315 Basu: Did owner put cash over compassion? The answer to Rehka Basu's question here is: "Yes. Of course. What do we expect?"



 
After a fatal car crash last May took the lives of two young Ankeny children and left their mother hospitalized for five months, the director of a local day care center made a unilateral decision. She offered free tuition for the lone surviving child, 3-year-old Chase DeJoode.

But Shelley Huss, the beloved director of Ankeny's Childtime Day Care Center for over 20 years, didn't tell her Michigan-based bosses. They found out through an audit last month. And last week, they fired her.

Huss' termination, and her Robin Hood-like actions have generated strong responses on social media websites.
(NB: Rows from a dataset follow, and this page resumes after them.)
//! Text format for material graphs.
//!
//! A graph file declares nodes, then wires outputs to inputs. The material root is always
//! available under the name `material`:
//!
//! ```text
//! # Tinted albedo
//! node albedo = texture("AlbedoMap")
//! node tint = vector(1.0, 0.8, 0.6)
//! node tinted = multiply<float3>
//!
//! albedo.rgb -> tinted.a
//! tint.value -> tinted.b
//! tinted.out -> material.diffuse
//! ```

use pest::{error::LineColLocation, iterators::Pair, Parser, Span};
use pest_derive::Parser;

use super::{
    graph::{self, ArithmeticOp, NodeGraph, NodeKind, NodeRef, PinRef},
    value::{float_literal, ParamValue, ValueType},
};

use crate::{Unvalidated, Validated};

use std::{collections::HashMap, fmt::Display};

/// Name the material root is bound to.
pub const ROOT_NAME: &str = "material";

/// Result of graph text parsing.
pub type PResult<T> = Result<T, self::Error>;

#[derive(Debug)]
/// Graph text error along with where it happened, when known.
pub struct Error {
    kind: ErrorKind,
    line: Option<LineColLocation>,
}

impl Error {
    fn new(kind: ErrorKind, line: Option<LineColLocation>) -> Self {
        Self { kind, line }
    }

    fn code(error: CodeError, span: Span) -> Self {
        Self::new(ErrorKind::Code(error), Some(lcl_from_span(span)))
    }

    #[allow(missing_docs)]
    pub fn kind(&self) -> &ErrorKind {
        &self.kind
    }

    /// Location of the offending text.
    pub fn line(&self) -> Option<&LineColLocation> {
        self.line.as_ref()
    }
}

impl Display for Error {
    fn fmt(&self, f: &mut std::fmt::Formatter<'_>) -> std::fmt::Result {
        match &self.line {
            Some(LineColLocation::Pos((line, col)) | LineColLocation::Span((line, col), _)) => {
                write!(f, "{line}:{col}: {}", self.kind)
            }
            None => write!(f, "{}", self.kind),
        }
    }
}

impl std::error::Error for Error {
    fn source(&self) -> Option<&(dyn std::error::Error + 'static)> {
        std::error::Error::source(&self.kind)
    }
}

#[derive(Debug, thiserror::Error)]
#[allow(missing_docs)]
pub enum ErrorKind {
    #[error("{0}")]
    Parsing(Box<pest::error::Error<Rule>>),
    #[error(transparent)]
    Code(#[from] CodeError),
}

#[derive(Debug, PartialEq, thiserror::Error)]
/// Well-formed text describing an invalid graph.
pub enum CodeError {
    #[error("Node `{0}` is already defined")]
    /// Declaring the same node name twice, `material` included.
    Redefinition(String),
    #[error("Node `{0}` is not defined")]
    /// Linking a pin of an undeclared node.
    Undefined(String),
    #[error("Number `{0}` does not fit a finite float")]
    /// Literal overflowing to infinity.
    NonFinite(String),
    #[error(transparent)]
    /// Connection or validation failure.
    Graph(#[from] graph::Error),
}

#[derive(Parser)]
#[grammar = "lib/pest/grammar.pest"]
struct GraphParser;

fn lcl_from_span(span: Span) -> LineColLocation {
    let (start, end) = span.split();
    LineColLocation::Span(start.line_col(), end.line_col())
}

/// Builds and validates a [NodeGraph] from its text form.
pub fn parse_graph(text: &str) -> PResult<NodeGraph<Validated>> {
    let mut pairs = GraphParser::parse(Rule::program, text).map_err(|err| {
        let line = err.line_col.clone();
        Error::new(ErrorKind::Parsing(Box::new(err)), Some(line))
    })?;

    let mut graph = NodeGraph::new();
    let mut names = HashMap::from([(ROOT_NAME.to_string(), graph.root())]);

    for statement in pairs.next().unwrap().into_inner() {
        match statement.as_rule() {
            Rule::node_decl => parse_node(statement, &mut graph, &mut names)?,
            Rule::link => parse_link(statement, &mut graph, &names)?,
            _ => (),
        }
    }

    graph
        .validate()
        .map_err(|err| Error::new(ErrorKind::Code(err.into()), None))
}

fn parse_node(
    decl: Pair<Rule>,
    graph: &mut NodeGraph<Unvalidated>,
    names: &mut HashMap<String, NodeRef>,
) -> PResult<()> {
    let span = decl.as_span();
    let mut inner = decl.into_inner();

    let name = inner.next().unwrap().as_str();
    if names.contains_key(name) {
        return Err(Error::code(CodeError::Redefinition(name.to_owned()), span));
    }

    let node = graph.add_node(parse_kind(inner.next().unwrap())?);
    names.insert(name.to_owned(), node);

    Ok(())
}

fn parse_kind(kind: Pair<Rule>) -> PResult<NodeKind> {
    Ok(match kind.as_rule() {
        Rule::scalar => NodeKind::Scalar(parse_number(kind.into_inner().next().unwrap())?),
        Rule::vector => {
            let components = kind
                .into_inner()
                .map(parse_number)
                .collect::<PResult<Vec<_>>>()?;
            // The grammar only admits 2 to 4 components.
            NodeKind::Vector(ParamValue::from_components(&components).unwrap())
        }
        Rule::texture => NodeKind::TextureSample {
            texture: kind
                .into_inner()
                .next()
                .unwrap()
                .into_inner()
                .next()
                .unwrap()
                .as_str()
                .to_owned(),
        },
        Rule::texcoord => NodeKind::TexCoord,
        Rule::arithmetic => {
            let mut inner = kind.into_inner();
            NodeKind::Arithmetic {
                op: inner.next().unwrap().as_str().parse::<ArithmeticOp>().unwrap(),
                ty: inner.next().unwrap().as_str().parse::<ValueType>().unwrap(),
            }
        }
        rule => unreachable!("{rule:?} is not a node kind"),
    })
}

fn parse_number(number: Pair<Rule>) -> PResult<f32> {
    let value: f32 = number.as_str().parse().unwrap();

    if value.is_finite() {
        Ok(value)
    } else {
        Err(Error::code(
            CodeError::NonFinite(number.as_str().to_owned()),
            number.as_span(),
        ))
    }
}

fn parse_link(
    link: Pair<Rule>,
    graph: &mut NodeGraph<Unvalidated>,
    names: &HashMap<String, NodeRef>,
) -> PResult<()> {
    let span = link.as_span();
    let mut inner = link.into_inner();

    let output = parse_pin(inner.next().unwrap(), names)?;
    let input = parse_pin(inner.next().unwrap(), names)?;

    graph
        .connect(&input, &output)
        .map(|_| ())
        .map_err(|err| Error::code(err.into(), span))
}

fn parse_pin(pin: Pair<Rule>, names: &HashMap<String, NodeRef>) -> PResult<PinRef> {
    let span = pin.as_span();
    let mut inner = pin.into_inner();

    let node = inner.next().unwrap().as_str();
    let name = inner.next().unwrap().as_str();

    names
        .get(node)
        .map(|node| node.pin(name))
        .ok_or_else(|| Error::code(CodeError::Undefined(node.to_owned()), span))
}

impl Display for NodeKind {
    fn fmt(&self, f: &mut std::fmt::Formatter<'_>) -> std::fmt::Result {
        match self {
            NodeKind::Scalar(value) => write!(f, "scalar({})", float_literal(*value)),
            NodeKind::Vector(value) => write!(
                f,
                "vector({})",
                value
                    .components()
                    .iter()
                    .copied()
                    .map(float_literal)
                    .collect::<Vec<_>>()
                    .join(", ")
            ),
            NodeKind::TextureSample { texture } => write!(f, "texture(\"{texture}\")"),
            NodeKind::TexCoord => write!(f, "texcoord"),
            NodeKind::Arithmetic { op, ty } => write!(f, "{}<{ty}>", op.keyword()),
            NodeKind::Material => write!(f, "{ROOT_NAME}"),
        }
    }
}

impl<State> Display for NodeGraph<State> {
    /// Writes the graph in the format read by [parse_graph]. Nodes are named after their id.
    fn fmt(&self, f: &mut std::fmt::Formatter<'_>) -> std::fmt::Result {
        let root = self.root().node;
        let name = |id: graph::NodeId| {
            if id == root {
                ROOT_NAME.to_string()
            } else {
                id.to_string()
            }
        };

        for node in self.nodes().iter().filter(|node| node.id() != root) {
            writeln!(f, "node {} = {}", name(node.id()), node.kind())?;
        }

        for node in self.nodes() {
            for input in node.inputs() {
                let Some(source) = input.source() else {
                    continue;
                };
                let Some(output) = self
                    .node(source.node)
                    .and_then(|feeder| feeder.outputs().get(source.output))
                else {
                    continue;
                };

                writeln!(
                    f,
                    "{}.{} -> {}.{}",
                    name(source.node),
                    output.name(),
                    name(node.id()),
                    input.name()
                )?;
            }
        }

        Ok(())
    }
}

#[cfg(test)]
mod test {
    use super::*;

    use crate::shader::{channel::MaterialChannel, eval::evaluate, graph::NodeId};

    const TINTED: &str = r#"
        # Tinted albedo
        node albedo = texture("AlbedoMap")
        node tint = vector(1.0, 0.8, 0.6)
        node tinted = multiply<float3>
        node rough = scalar(0.25)

        albedo.rgb -> tinted.a
        tint.value -> tinted.b
        tinted.out -> material.diffuse
        rough.value -> material.roughness
        albedo.a -> material.opacity
    "#;

    #[test]
    fn full_parse() {
        let res = parse_graph(TINTED);
        assert!(res.is_ok(), "{res:?}");

        let graph = res.unwrap();
        assert_eq!(graph.nodes().len(), 5);
        assert_eq!(
            graph.node(NodeId::from(3)).unwrap().kind(),
            &NodeKind::Arithmetic {
                op: ArithmeticOp::Multiply,
                ty: ValueType::Float3
            }
        );

        let evaluation = evaluate(&graph);
        assert_eq!(
            evaluation.channel(MaterialChannel::Roughness),
            Some("float n4 = param3;\nfloat roughness = n4;\n")
        );
    }

    #[test]
    fn syntax_error() {
        let err = parse_graph("node a = scalar(1.0\n").unwrap_err();

        assert!(matches!(err.kind(), ErrorKind::Parsing(_)));
        assert!(err.line().is_some());
    }

    #[test]
    fn redefinition() {
        let err = parse_graph("node a = texcoord\nnode a = texcoord").unwrap_err();
        assert!(matches!(
            err.kind(),
            ErrorKind::Code(CodeError::Redefinition(name)) if name == "a"
        ));

        let err = parse_graph("node material = texcoord").unwrap_err();
        assert!(matches!(
            err.kind(),
            ErrorKind::Code(CodeError::Redefinition(_))
        ));
    }

    #[test]
    fn undefined_node() {
        let err = parse_graph("ghost.value -> material.opacity").unwrap_err();

        assert!(matches!(
            err.kind(),
            ErrorKind::Code(CodeError::Undefined(name)) if name == "ghost"
        ));
        assert!(matches!(
            err.line(),
            Some(LineColLocation::Span((1, 1), _))
        ));
    }

    #[test]
    fn invalid_links() {
        let err = parse_graph("node c = vector(1.0, 0.0, 0.0, 1.0)\nc.value -> material.diffuse")
            .unwrap_err();
        assert!(matches!(
            err.kind(),
            ErrorKind::Code(CodeError::Graph(graph::Error::MismatchedTypes { .. }))
        ));

        let cycle = "node a = add<float>\nnode b = add<float>\na.out -> b.a\nb.out -> a.a";
        let err = parse_graph(cycle).unwrap_err();
        assert!(matches!(
            err.kind(),
            ErrorKind::Code(CodeError::Graph(graph::Error::Cycle { .. }))
        ));
        assert!(err.line().is_none());
    }

    #[test]
    fn unwritable_payloads() {
        let err = parse_graph("node a = scalar(0.5)\nnode b = vector(1.0, 1e999)").unwrap_err();
        assert!(matches!(
            err.kind(),
            ErrorKind::Code(CodeError::NonFinite(text)) if text == "1e999"
        ));
        assert!(matches!(
            err.line(),
            Some(LineColLocation::Span((2, 22), _))
        ));

        for name in ["", "my texture", "albedo;", "a\nb"] {
            let text = format!("node t = texture(\"{name}\")");
            let err = parse_graph(&text).unwrap_err();
            assert!(matches!(err.kind(), ErrorKind::Parsing(_)), "{name:?}");
        }

        assert!(parse_graph("node t = texture(\"Albedo_2\")").is_ok());
    }

    #[test]
    fn display_is_parsable() {
        let graph = parse_graph(TINTED).unwrap();
        let text = graph.to_string();

        assert!(text.contains("node n1 = texture(\"AlbedoMap\")\n"), "{text}");
        assert!(text.contains("n3.out -> material.diffuse\n"), "{text}");

        let reparsed = parse_graph(&text).unwrap();
        assert_eq!(evaluate(&reparsed).source(), evaluate(&graph).source());
    }
}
Some people are planning a protest against the Ankeny Childtime center on Thursday.

Huss couldn't be reached for this column but she told KCCI Friday that the Childtime corporate office had allowed her to give the family only a week of free child care and she didn't think that was enough: "You're not often given an opportunity to provide support to a family that needs it so much.... And I'd do it again in a heartbeat."

Troy DeJoode, the child's father, said in a statement to the TV station that the family is surprised and shocked at Huss' dismissal. He said her actions had provided his son, who wouldn't see his mother for months, comfort and stability, helping his peace of mind.
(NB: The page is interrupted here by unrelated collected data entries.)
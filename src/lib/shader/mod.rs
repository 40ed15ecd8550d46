//! Material node graph, its evaluation into shading-language source and its text format.

pub mod channel;
pub mod eval;
pub mod graph;
pub mod parsing;
pub mod value;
A spokeswoman for the Michigan-based corporation, which owns seven day care centers in Iowa - including several under the name La Petite - said she couldn't discuss personnel situations. But she sent over a statement that said, "Unfortunately, we recently learned that ... policies were not being followed by our director, which resulted in us having to end that relationship." It said Huss' firing was based on "continued policy violations." Huss said she hasn't violated any other policies and that, in over 20 years, she received only one other reprimand. She has won several awards, including one last summer for surpassing revenues. There's even a plaque outside the center honoring her.
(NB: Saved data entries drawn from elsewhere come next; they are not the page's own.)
//! External shading-language compiler invocation.
//!
//! [ToolchainInvoker] runs an [Invocation] through a [Toolchain] and classifies the result: any
//! non-blank line on the merged output stream is a diagnostic, and any diagnostic is a failure,
//! whatever the exit code says.

use std::{
    fmt::Display,
    io::{self, Read},
    path::{Path, PathBuf},
    process::{Command, Stdio},
};

use log::{error, info, warn};

use crate::config::BuildConfig;

const CHUNK_SIZE: usize = 4096;

#[derive(Clone, Debug, PartialEq, Eq)]
/// Single command line argument.
pub struct Argument {
    text: String,
    quoted: bool,
}

impl Argument {
    /// Argument passed to the process as is.
    pub fn text(&self) -> &str {
        &self.text
    }
}

impl Display for Argument {
    fn fmt(&self, f: &mut std::fmt::Formatter<'_>) -> std::fmt::Result {
        if self.quoted {
            write!(f, "\"{}\"", self.text)
        } else {
            write!(f, "{}", self.text)
        }
    }
}

#[derive(Clone, Debug, PartialEq, Eq)]
/// A compiler command line.
pub struct Invocation {
    program: PathBuf,
    args: Vec<Argument>,
    output: Option<PathBuf>,
}

impl Invocation {
    #[allow(missing_docs)]
    pub fn new(program: impl Into<PathBuf>) -> Self {
        Self {
            program: program.into(),
            args: Vec::new(),
            output: None,
        }
    }

    /// Append a plain argument.
    pub fn arg(mut self, text: impl Into<String>) -> Self {
        self.args.push(Argument {
            text: text.into(),
            quoted: false,
        });
        self
    }

    /// Append an absolute path argument, quoted in the command line.
    pub fn path(mut self, path: &Path) -> Self {
        let path = std::path::absolute(path).unwrap_or_else(|_| path.to_owned());

        self.args.push(Argument {
            text: path.to_string_lossy().into_owned(),
            quoted: true,
        });
        self
    }

    /// SPIR-V compile of `entry` in `source` for `profile` into `output`.
    pub fn dxc<S: AsRef<str>>(
        config: &BuildConfig,
        source: &Path,
        output: &Path,
        entry: &str,
        profile: &str,
        macros: &[S],
    ) -> Self {
        let mut invocation = Self::new(&config.compiler)
            .arg("-spirv")
            .arg("-T")
            .arg(profile)
            .arg("-E")
            .arg(entry)
            .path(source)
            .arg("-Fo")
            .path(output)
            .arg("-fvk-use-dx-layout")
            .arg("-fvk-use-dx-position-w")
            .arg(format!("-fspv-target-env={}", config.target_env));

        for dir in &config.include_dirs {
            invocation = invocation.arg("-I").path(dir);
        }
        for define in macros {
            invocation = invocation.arg("-D").arg(define.as_ref());
        }

        invocation.output = Some(output.to_owned());
        invocation
    }

    #[allow(missing_docs)]
    pub fn program(&self) -> &Path {
        &self.program
    }

    #[allow(missing_docs)]
    pub fn args(&self) -> &[Argument] {
        &self.args
    }

    /// Artifact the invocation produces, if known.
    pub fn output(&self) -> Option<&Path> {
        self.output.as_deref()
    }
}

impl Display for Invocation {
    /// The command line, without the program.
    fn fmt(&self, f: &mut std::fmt::Formatter<'_>) -> std::fmt::Result {
        let mut args = self.args.iter();

        if let Some(first) = args.next() {
            write!(f, "{first}")?;
        }
        for arg in args {
            write!(f, " {arg}")?;
        }

        Ok(())
    }
}

#[derive(Clone, Debug, Default, PartialEq, Eq)]
/// Exit status and merged stdout/stderr of a finished run.
pub struct RawOutput {
    /// Exit code, `None` if the process was killed by a signal.
    pub status: Option<i32>,
    #[allow(missing_docs)]
    pub output: Vec<u8>,
}

/// Runs an external compiler to completion.
pub trait Toolchain {
    #[allow(missing_docs)]
    fn run(&self, invocation: &Invocation) -> io::Result<RawOutput>;
}

#[derive(Clone, Copy, Debug, Default)]
/// Child process [Toolchain]. Standard output and error share one pipe, drained in fixed-size
/// chunks until the child closes it.
pub struct ProcessToolchain;

impl Toolchain for ProcessToolchain {
    fn run(&self, invocation: &Invocation) -> io::Result<RawOutput> {
        let (mut reader, writer) = io::pipe()?;

        let mut command = Command::new(invocation.program());
        command
            .args(invocation.args().iter().map(Argument::text))
            .stdin(Stdio::null())
            .stdout(writer.try_clone()?)
            .stderr(writer);

        let mut child = command.spawn()?;
        // Release the parent's write ends, or the read below never sees end of file.
        drop(command);

        let mut output = Vec::new();
        let mut chunk = [0; CHUNK_SIZE];
        let drained = loop {
            match reader.read(&mut chunk) {
                Ok(0) => break Ok(()),
                Ok(read) => output.extend_from_slice(&chunk[..read]),
                Err(err) if err.kind() == io::ErrorKind::Interrupted => continue,
                Err(err) => break Err(err),
            }
        };

        let status = child.wait()?;
        drained?;

        Ok(RawOutput {
            status: status.code(),
            output,
        })
    }
}

#[derive(Debug, thiserror::Error)]
/// Toolchain error
pub enum Error {
    #[error("Error running `{}`: {source}", .program.display())]
    /// The process could not be started or waited for.
    Spawn {
        #[allow(missing_docs)]
        program: PathBuf,
        #[allow(missing_docs)]
        source: io::Error,
    },

    #[error("Compiler reported {} diagnostic line(s)", .lines.len())]
    /// The compiler wrote to its output.
    Diagnostics {
        #[allow(missing_docs)]
        status: Option<i32>,
        #[allow(missing_docs)]
        lines: Vec<String>,
    },
}

#[derive(Debug, Default)]
/// Classifies [Toolchain] runs.
pub struct ToolchainInvoker<T = ProcessToolchain> {
    toolchain: T,
}

impl<T: Toolchain> ToolchainInvoker<T> {
    #[allow(missing_docs)]
    pub fn new(toolchain: T) -> Self {
        Self { toolchain }
    }

    #[allow(missing_docs)]
    pub fn toolchain(&self) -> &T {
        &self.toolchain
    }

    /// Run `invocation` and log every diagnostic line. Succeeds only on silent runs.
    pub fn invoke(&self, invocation: &Invocation) -> Result<(), Error> {
        info!(
            "Running {} {invocation}",
            invocation.program().display()
        );

        let RawOutput { status, output } =
            self.toolchain
                .run(invocation)
                .map_err(|source| Error::Spawn {
                    program: invocation.program().to_owned(),
                    source,
                })?;

        let lines: Vec<String> = String::from_utf8_lossy(&output)
            .lines()
            .map(str::trim_end)
            .filter(|line| !line.trim().is_empty())
            .map(str::to_owned)
            .collect();

        for line in &lines {
            error!("{line}");
        }

        if !lines.is_empty() {
            return Err(Error::Diagnostics { status, lines });
        }

        if status != Some(0) {
            warn!(
                "`{}` exited with {status:?} without any diagnostic",
                invocation.program().display()
            );
        }

        Ok(())
    }
}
Huss told KCCI she was offered money to keep silent about her firing, but refused it. Stacy DeWalt, the Childtime spokeswoman, declined to respond. Opinions are split on whether Huss' actions were justified. "It wasn't the director's decision to make," one person weighed in on the Register's Moms Like Me website. "She disobeyed her superiors and basically stole from the business to the tune of about $10K probably."

Someone countered, "If this daycare professes to be all about the community and caring for the children, they have an absolutely horrid way of showing it."

Even protest organizer Paula Poland, who doesn't know Huss, says what she did was wrong. The protest, she said, is "directed at corporate suits and profit over human compassion."

Did Huss do the right thing? Yes for the family, no for her employer. The real problem is that the company doesn't see the two as synonymous. The anger over Huss' firing reflects frustration at the disconnect between a local leader responsive to a community crisis, and an out-of-state corporation that won't let too much goodwill interfere with profits. If the day care were locally owned, its owners would likely have interacted with people in town and felt more investment in being seen as good local citizens.

Ironically, it's easier for a large corporation than a small business to write off the cost of one child for 10 months, for public relations, if nothing else. As Poland suggests, Huss' bosses could have quietly reprimanded her and then claimed credit for their largesse to the DeJoodes.

The story also comes as lawmakers are fixing to scrap the state's free voluntary preschool program. Maybe if we looked on the education of young children as a universal right rather than a privilege, such a situation wouldn't arise.